December 9, 2020 - Risk assets staged an impressive rally in November as news broke that a COVID-19 vaccine would soon be available in the United States. While equities posted massive double-digit November gains, the S&P/LSTA Leveraged Loan Index (LLI) returned a six-month best of 2.23%. November’s loan market performance lifted year-to-date returns to 1.76%, after flirting with positive territory for the better part of the past two months. The market has seemingly turned the corner, as November’s rally has bled into December, where returns topped 0.6% during the first six trading days of the month.

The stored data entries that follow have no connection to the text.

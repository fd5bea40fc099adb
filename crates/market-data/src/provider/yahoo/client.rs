//! Query client for the quote, search and chart endpoints.
//!
//! Every operation takes a [`SymbolBatch`] and returns one tagged outcome per
//! symbol, in input order. A failing symbol never takes the rest of the
//! batch down with it.

use std::future::Future;
use std::sync::atomic::{AtomicU64, Ordering};
use std::sync::Arc;

use chrono::{NaiveDate, NaiveTime};
use futures::stream::{self, StreamExt};
use reqwest::header;
use serde::de::DeserializeOwned;
use tracing::{debug, warn};
use urlencoding::encode;

use crate::config::YahooConfig;
use crate::errors::MarketDataError;
use crate::transport::{HttpRequest, HttpTransport};

use super::models::{
    YahooChartEnvelope, YahooChartResult, YahooQuote, YahooQuoteEnvelope, YahooSearchEnvelope,
    YahooSearchQuote,
};
use super::session::Session;

/// Ordered list of symbols for one query.
#[derive(Debug, Clone, PartialEq, Eq)]
pub struct SymbolBatch(Vec<String>);

impl SymbolBatch {
    pub fn len(&self) -> usize {
        self.0.len()
    }

    pub fn is_empty(&self) -> bool {
        self.0.is_empty()
    }

    pub fn iter(&self) -> impl Iterator<Item = &str> {
        self.0.iter().map(String::as_str)
    }

    pub fn into_inner(self) -> Vec<String> {
        self.0
    }
}

impl From<&str> for SymbolBatch {
    fn from(symbol: &str) -> Self {
        Self(vec![symbol.to_string()])
    }
}

impl From<String> for SymbolBatch {
    fn from(symbol: String) -> Self {
        Self(vec![symbol])
    }
}

impl From<Vec<String>> for SymbolBatch {
    fn from(symbols: Vec<String>) -> Self {
        Self(symbols)
    }
}

impl From<&[&str]> for SymbolBatch {
    fn from(symbols: &[&str]) -> Self {
        Self(symbols.iter().map(|s| s.to_string()).collect())
    }
}

impl<const N: usize> From<[&str; N]> for SymbolBatch {
    fn from(symbols: [&str; N]) -> Self {
        Self(symbols.iter().map(|s| s.to_string()).collect())
    }
}

/// Result of one symbol within a batch.
#[derive(Debug, Clone, PartialEq)]
pub struct SymbolOutcome<T> {
    pub symbol: String,
    pub result: Result<T, MarketDataError>,
}

/// Outcomes of a batch, in the order the symbols were given.
#[derive(Debug, Clone, PartialEq)]
pub struct BatchResult<T> {
    outcomes: Vec<SymbolOutcome<T>>,
}

impl<T> BatchResult<T> {
    pub fn len(&self) -> usize {
        self.outcomes.len()
    }

    pub fn is_empty(&self) -> bool {
        self.outcomes.is_empty()
    }

    /// Outcome for `symbol` (first occurrence).
    pub fn get(&self, symbol: &str) -> Option<&Result<T, MarketDataError>> {
        self.outcomes
            .iter()
            .find(|o| o.symbol == symbol)
            .map(|o| &o.result)
    }

    pub fn iter(&self) -> impl Iterator<Item = &SymbolOutcome<T>> {
        self.outcomes.iter()
    }

    /// Outcome of a single-symbol batch.
    ///
    /// Outside of a batch loop a transport failure is the caller's failure.
    pub fn into_single(self) -> Result<T, MarketDataError> {
        self.outcomes
            .into_iter()
            .next()
            .map(|o| o.result)
            .unwrap_or_else(|| Err(MarketDataError::NotFound("empty symbol batch".to_string())))
    }
}

impl<T> IntoIterator for BatchResult<T> {
    type Item = SymbolOutcome<T>;
    type IntoIter = std::vec::IntoIter<SymbolOutcome<T>>;

    fn into_iter(self) -> Self::IntoIter {
        self.outcomes.into_iter()
    }
}

/// Issues authenticated queries with one session.
///
/// Cheap to build; the connection pool lives in the transport. Drop the client
/// once the enclosing operation is done.
pub struct QueryClient {
    transport: Arc<dyn HttpTransport>,
    config: Arc<YahooConfig>,
    session: Session,
    requests: Arc<AtomicU64>,
}

impl QueryClient {
    pub fn new(
        transport: Arc<dyn HttpTransport>,
        config: Arc<YahooConfig>,
        session: Session,
    ) -> Self {
        Self::with_counter(transport, config, session, Arc::new(AtomicU64::new(0)))
    }

    /// Like [`new`](Self::new), counting issued requests into `requests`.
    pub fn with_counter(
        transport: Arc<dyn HttpTransport>,
        config: Arc<YahooConfig>,
        session: Session,
        requests: Arc<AtomicU64>,
    ) -> Self {
        Self {
            transport,
            config,
            session,
            requests,
        }
    }

    /// Requests issued through the shared counter so far.
    pub fn requests_issued(&self) -> u64 {
        self.requests.load(Ordering::Relaxed)
    }

    /// v7 quote lookup, one request per symbol.
    ///
    /// `Ok(None)` means the provider knows no such symbol.
    pub async fn quote(&self, symbols: impl Into<SymbolBatch>) -> BatchResult<Option<YahooQuote>> {
        self.for_each_symbol(symbols.into(), |symbol| async move {
            let url = format!(
                "{}/v7/finance/quote?symbols={}&crumb={}",
                self.config.api_url,
                encode(&symbol),
                encode(self.session.crumb())
            );
            let envelope: YahooQuoteEnvelope = self.get_json(&symbol, &url).await?;

            if let Some(error) = envelope.api_error() {
                return Err(MarketDataError::Provider {
                    symbol,
                    message: error.describe(),
                });
            }

            Ok(envelope.into_first_quote())
        })
        .await
    }

    /// v1 search, one request per query string.
    pub async fn search(
        &self,
        symbols: impl Into<SymbolBatch>,
    ) -> BatchResult<Vec<YahooSearchQuote>> {
        self.for_each_symbol(symbols.into(), |symbol| async move {
            let url = format!(
                "{}/v1/finance/search?q={}&crumb={}",
                self.config.api_url,
                encode(&symbol),
                encode(self.session.crumb())
            );
            let envelope: YahooSearchEnvelope = self.get_json(&symbol, &url).await?;

            if let Some(error) = envelope.api_error() {
                return Err(MarketDataError::Provider {
                    symbol,
                    message: error.describe(),
                });
            }

            Ok(envelope.quotes)
        })
        .await
    }

    /// v8 daily chart between UTC midnight of `from` and UTC midnight of `to`.
    pub async fn historical(
        &self,
        symbols: impl Into<SymbolBatch>,
        from: NaiveDate,
        to: NaiveDate,
    ) -> BatchResult<Vec<YahooChartResult>> {
        let period1 = unix_midnight(from);
        let period2 = unix_midnight(to);

        self.for_each_symbol(symbols.into(), |symbol| async move {
            let url = format!(
                "{}/v8/finance/chart/{}?period1={}&period2={}&interval=1d&crumb={}",
                self.config.api_url,
                encode(&symbol),
                period1,
                period2,
                encode(self.session.crumb())
            );
            let envelope: YahooChartEnvelope = self.get_json(&symbol, &url).await?;

            match (envelope.chart.result, envelope.chart.error) {
                (Some(result), _) => Ok(result),
                (None, Some(error)) => Err(MarketDataError::Provider {
                    symbol,
                    message: error.describe(),
                }),
                (None, None) => Ok(Vec::new()),
            }
        })
        .await
    }

    /// Run `fetch` for every symbol with bounded parallelism, keeping input order.
    async fn for_each_symbol<T, F, Fut>(&self, symbols: SymbolBatch, fetch: F) -> BatchResult<T>
    where
        F: Fn(String) -> Fut,
        Fut: Future<Output = Result<T, MarketDataError>>,
    {
        let outcomes = stream::iter(symbols.into_inner())
            .map(|symbol| {
                let pending = fetch(symbol.clone());
                async move {
                    let result = pending.await;
                    if let Err(e) = &result {
                        warn!("Yahoo query failed for {}: {}", symbol, e);
                    }
                    SymbolOutcome { symbol, result }
                }
            })
            .buffered(self.config.max_concurrency.max(1))
            .collect::<Vec<_>>()
            .await;

        BatchResult { outcomes }
    }

    /// GET `url` with the session attached and decode the JSON body.
    ///
    /// Transport failures, non-2xx statuses and malformed bodies all become
    /// [`MarketDataError::Transport`] for `symbol`.
    async fn get_json<T: DeserializeOwned>(
        &self,
        symbol: &str,
        url: &str,
    ) -> Result<T, MarketDataError> {
        let request = HttpRequest::get(url)
            .with_header(header::USER_AGENT.as_str(), self.config.user_agent.as_str())
            .with_header(header::COOKIE.as_str(), self.session.cookie());

        self.requests.fetch_add(1, Ordering::Relaxed);
        debug!("GET {}", url);

        let response = self
            .transport
            .execute(request)
            .await
            .map_err(|e| MarketDataError::transport(symbol, e.message()))?;

        if !response.is_success() {
            return Err(MarketDataError::transport(
                symbol,
                format!("upstream returned status {}", response.status),
            ));
        }

        serde_json::from_str(&response.body)
            .map_err(|e| MarketDataError::transport(symbol, format!("malformed JSON body: {}", e)))
    }
}

/// Unix timestamp of midnight UTC at the start of `date`.
pub fn unix_midnight(date: NaiveDate) -> i64 {
    date.and_time(NaiveTime::MIN).and_utc().timestamp()
}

Back to November, where price gains were widespread across the secondary with 87% of LSTA/Refinitiv mark-to-market loan prices advancing and just 6% declining. November’s advancer/decliner ratio of 15:1 was the most bullish ratio recorded this year. (For context, May’s ratio came in at 7:1 whereas April logged a ratio of 3.75:1.) Moreover, 56% of November’s price movements were better than 1% to the upside, with 7% of loan prices advancing by 5% or more. All told, the market’s average bid level increased 194 bps during the month as prices rallied a striking 80 bps alone on November 9th – the day Pfizer announced the results of their vaccine trials. November’s month-end average bid – 95.11 – was the highest level since the first week of March. Even so, the market remained 165 bps shy of its pre-COVID-19 high registered in late February. As prices ran higher in November, bid-ask spreads tightened 17 bps to end the month at 128 bps. Pre-selloff, the market’s average bid-ask spread toggled between a low of 110 bps in January to a high of 130 bps in late February.
While price gains were prevalent across the lion’s share of the secondary market in November, loan traders were aggressive in bidding up lower rated credits (and beaten down COVID-19 affected sectors) which subsequently fueled the market’s notable push higher. For example, CCC+ rated loan bids increased by an average of 330 bps, elevating the cohort’s average bid level to 86.22 –the highest month-end reading since November 2018. Furthermore, bid levels on B- rated loans rallied 200 bps to a 16-month high of 95.77. By month-end November, the percentage of loans priced below 90 fell five percentage points to just 14%, while 5% of loans remain bid below 70. Conversely, the average bid of BB- rated loans advanced by “just” 102 bps, to 98.25, while the BB flat cohort gained 81 bps, to 98.41. In turn, the percentage of loans priced above par increased to a post-COVID-19 high 3% market share. The performance of the lower end of the market was not only buoyed by the vaccine news but also improving credit trends. For the second month in a row, default rates fell – the rate by count and amount declined by 21 bps to 4.27% and 3.89%, respectively. At the same time, the three-month trailing downgrade ratio fell to just 1.6:1. November marked the 6th month in a row where the ratio improved, after having peaked in May at an ungodly 43:1.